Now, it is sadly true that many Christians--that is, people who believe in the existence of the Living God--have become conformed in so many ways to the spirit of our secularist world.  And that world, our world, overwhelmingly believes in Man.  Therefore all talk of divine vengeance, judgment, or wrath is intolerable and deeply offensive--even blasphemous, dare we say.  The only kind of Christianity secularism tolerates is a relentlessly positive version which constantly affirms Man.  "God loves you and has a wonderful plan for your life.  Are you hurting?  God will help you. Are you lonely?  God will be your friend.  Are you sad?  God will cheer you up."  And so forth.  Such a religion, though (to the secularist) untrue, is tolerable because it performs a useful function for the weakminded. 

But such weakness and unfaithfulness amongst Christians, such conformity to the spirit of the Age, would in no way alter the truth about God--that He is holy, just, righteous, and vengeful, not willing to leave the guilty unpunished.  The Living God would be Who He is, not Whom weak Christians or secularists would like Him to be.

In the end, if the Living God were to be true, secularism and its client societies, whether of the Left or Right variants, would be doomed.  In the end they would destroy themselves, integrating into the void of their rebellion against God.

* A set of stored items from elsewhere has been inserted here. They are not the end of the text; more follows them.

//! End-to-end tests for the full smarthomed stack.
//!
//! Each test wires the complete application (in-memory tables, real
//! services, real queries), seeds the demo house and exercises it.

use smarthome_app::queries::TemperatureComparison;
use smarthome_domain::device::DeviceModel;
use smarthome_domain::error::SmartHomeError;
use smarthome_domain::functionality::FunctionalityKey;
use smarthome_domain::id::{
    ActuatorFunctionalityId, DeviceId, HouseId, RoomId, SensorFunctionalityId, SensorId,
};
use smarthome_domain::weather::SunEvent;
use smarthomed::config::Config;
use smarthomed::seed::{self, DemoWindow, INDOOR_THERMOMETER, OUTDOOR_THERMOMETER, morning};
use smarthomed::wiring::Application;

async fn seeded() -> (Application, DemoWindow) {
    let app = Application::build(&Config::default()).unwrap();
    let window = seed::seed_demo(&app).await.unwrap();
    (app, window)
}

fn device(value: &str) -> DeviceId {
    DeviceId::new(value).unwrap()
}

fn room(value: &str) -> RoomId {
    RoomId::new(value).unwrap()
}

// ---------------------------------------------------------------------------
// Hierarchy
// ---------------------------------------------------------------------------

#[tokio::test]
async fn should_seed_demo_hierarchy() {
    let (app, _) = seeded().await;
    let house = app.houses.get_house().await.unwrap();
    assert!(house.location().is_some());

    let rooms = app.rooms.list_rooms(house.id()).await.unwrap();
    assert_eq!(rooms.len(), 5);
    let outdoor = app.rooms.list_outdoor_rooms(house.id()).await.unwrap();
    assert_eq!(outdoor.len(), 1);
    assert_eq!(outdoor[0].id(), &room("Room004"));

    let devices = app.devices.list_devices_in_house(house.id()).await.unwrap();
    assert_eq!(devices.len(), 13);
}

#[tokio::test]
async fn should_reject_second_house() {
    let (app, _) = seeded().await;
    let result = app.houses.create_house(None).await;
    assert!(matches!(result, Err(SmartHomeError::AlreadyExists(_))));
}

#[tokio::test]
async fn should_reject_device_in_unknown_room() {
    let (app, _) = seeded().await;
    let result = app
        .devices
        .create_device(
            device("Device099"),
            DeviceModel::new("T8115").unwrap(),
            room("Attic"),
        )
        .await;
    assert!(matches!(result, Err(SmartHomeError::NotFound(_))));
}

#[tokio::test]
async fn should_refuse_sensor_on_deactivated_device() {
    let (app, _) = seeded().await;
    assert!(app.devices.deactivate_device(&device("Device002")).await.unwrap());
    assert!(!app.devices.deactivate_device(&device("Device002")).await.unwrap());

    let result = app
        .sensors
        .create_sensor(
            SensorId::new("Sensor099").unwrap(),
            device("Device002"),
            SensorFunctionalityId::new("HumidityPercentage").unwrap(),
        )
        .await;
    assert!(matches!(result, Err(SmartHomeError::InactiveDevice(_))));
}

// ---------------------------------------------------------------------------
// Queries
// ---------------------------------------------------------------------------

#[tokio::test]
async fn should_group_seeded_devices_by_functionality() {
    let (app, _) = seeded().await;
    let grouping = app.grouping.devices_by_functionality().await.unwrap();

    let temperature =
        FunctionalityKey::Sensor(SensorFunctionalityId::new("TemperatureCelsius").unwrap());
    let rooms = &grouping[&temperature];
    assert!(rooms[&room("Room001")].contains(&device("Device001")));
    assert!(rooms[&room("Room004")].contains(&device("Device007")));

    let blinds = FunctionalityKey::Actuator(ActuatorFunctionalityId::new("BlindSetter").unwrap());
    let blind_rooms = &grouping[&blinds];
    assert_eq!(blind_rooms[&room("Room002")].len(), 2);
    assert!(blind_rooms[&room("Room005")].contains(&device("Device009")));

    let binary = FunctionalityKey::Sensor(SensorFunctionalityId::new("BinaryStatus").unwrap());
    assert!(grouping[&binary][&room("Room005")].contains(&device("Device009")));
    let scale = FunctionalityKey::Sensor(SensorFunctionalityId::new("Scale").unwrap());
    assert!(grouping[&scale][&room("Room005")].contains(&device("Device009")));
}

#[tokio::test]
async fn should_compute_max_temperature_difference_over_demo_window() {
    let (app, window) = seeded().await;
    let comparison = app
        .temperature
        .max_temperature_difference(
            &SensorId::new(INDOOR_THERMOMETER).unwrap(),
            &SensorId::new(OUTDOOR_THERMOMETER).unwrap(),
            window.start,
            window.end,
        )
        .await
        .unwrap();
    assert_eq!(comparison, TemperatureComparison::Difference(6.0));
}

#[tokio::test]
async fn should_report_sentinel_outside_demo_window() {
    let (app, _) = seeded().await;
    let comparison = app
        .temperature
        .max_temperature_difference(
            &SensorId::new(INDOOR_THERMOMETER).unwrap(),
            &SensorId::new(OUTDOOR_THERMOMETER).unwrap(),
            morning(600),
            morning(660),
        )
        .await
        .unwrap();
    assert!((comparison.value() + 1.0).abs() < f64::EPSILON);
}

#[tokio::test]
async fn should_compute_peak_power_over_demo_window() {
    let (app, window) = seeded().await;
    let peak = app
        .power
        .peak_power_consumption(window.start, window.end)
        .await
        .unwrap();
    assert!((peak - 545.0).abs() < f64::EPSILON);
}

#[tokio::test]
async fn should_compare_indoor_temperature_with_reported_weather() {
    let (app, window) = seeded().await;
    let comparison = app
        .weather
        .max_temperature_difference(
            &SensorId::new(INDOOR_THERMOMETER).unwrap(),
            window.start,
            window.end,
        )
        .await
        .unwrap();
    assert_eq!(comparison, TemperatureComparison::Difference(7.0));

    let sunset = app.weather.sun_event_hour(SunEvent::Sunset).await.unwrap();
    assert!((sunset - 18.5).abs() < f64::EPSILON);
    let wind = app.weather.wind_for_hour(9).await.unwrap();
    assert!((wind.speed - 15.0).abs() < f64::EPSILON);
}

#[tokio::test]
async fn should_fail_weather_lookup_for_unreported_hour() {
    let (app, _) = seeded().await;
    let result = app.weather.temperature_for_hour(3).await;
    assert!(matches!(result, Err(SmartHomeError::Gateway(_))));
}

// ---------------------------------------------------------------------------
// Values and actuators
// ---------------------------------------------------------------------------

#[tokio::test]
async fn should_return_last_indoor_temperature() {
    let (app, _) = seeded().await;
    let last = app
        .values
        .last_measurement(
            &device("Device001"),
            &SensorFunctionalityId::new("TemperatureCelsius").unwrap(),
        )
        .await
        .unwrap()
        .unwrap();
    assert_eq!(last.observed_at(), morning(120));
    assert_eq!(last.reading().to_string(), "22.0 ºC");
}

#[tokio::test]
async fn should_drive_blinds_of_active_devices_only() {
    let (app, _) = seeded().await;
    let with_blinds = app.blinds.devices_with_blinds().await.unwrap();
    assert_eq!(with_blinds.len(), 3);

    app.devices.deactivate_device(&device("Device003")).await.unwrap();
    let with_blinds = app.blinds.devices_with_blinds().await.unwrap();
    assert_eq!(with_blinds.len(), 2);
    assert!(!with_blinds.contains_key(&device("Device003")));

    let targets = app
        .blinds
        .set_blind_position(&device("Device004"), 75.0)
        .await
        .unwrap();
    assert_eq!(targets.len(), 1);

    let result = app.blinds.set_blind_position(&device("Device003"), 75.0).await;
    assert!(matches!(result, Err(SmartHomeError::InactiveDevice(_))));
}

#[tokio::test]
async fn should_start_empty_when_not_seeded() {
    let app = Application::build(&Config::default()).unwrap();
    assert!(app.grouping.devices_by_functionality().await.unwrap().is_empty());
    let result = app
        .rooms
        .list_rooms(&HouseId::new("House001").unwrap())
        .await
        .unwrap();
    assert!(result.is_empty());
}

Historically--throughout those former millennia we spoke of--God deniers bolstered their unbelief by an argument from historical experience.  "See, the divine judgment you (Jewish and Christian) believers speak of has not happened.  Therefore it cannot be true."  The argument falls--both historically and theologically.  Historically, because the flood of divine wrath always did eventually fall.  Theologically, because God's wrath is held back by His patience and lovingkindness.  When God pronounced to Noah and his family that the entire human race, apart from Noah and his kin, would perish because every thought and intent of ante-diluvian society was unrelentingly evil, He nevertheless would wait another 120 years--in case the secularists of the day would come to their senses and repent. 

When secularists parley the loving patience of the Living God into an argument for His non-existence our collective doom becomes sure and certain.  The future of secularism--from the standpoint of the Christian--does not look too bright.  Man as demi-god is a tragic joke.  It is also evil.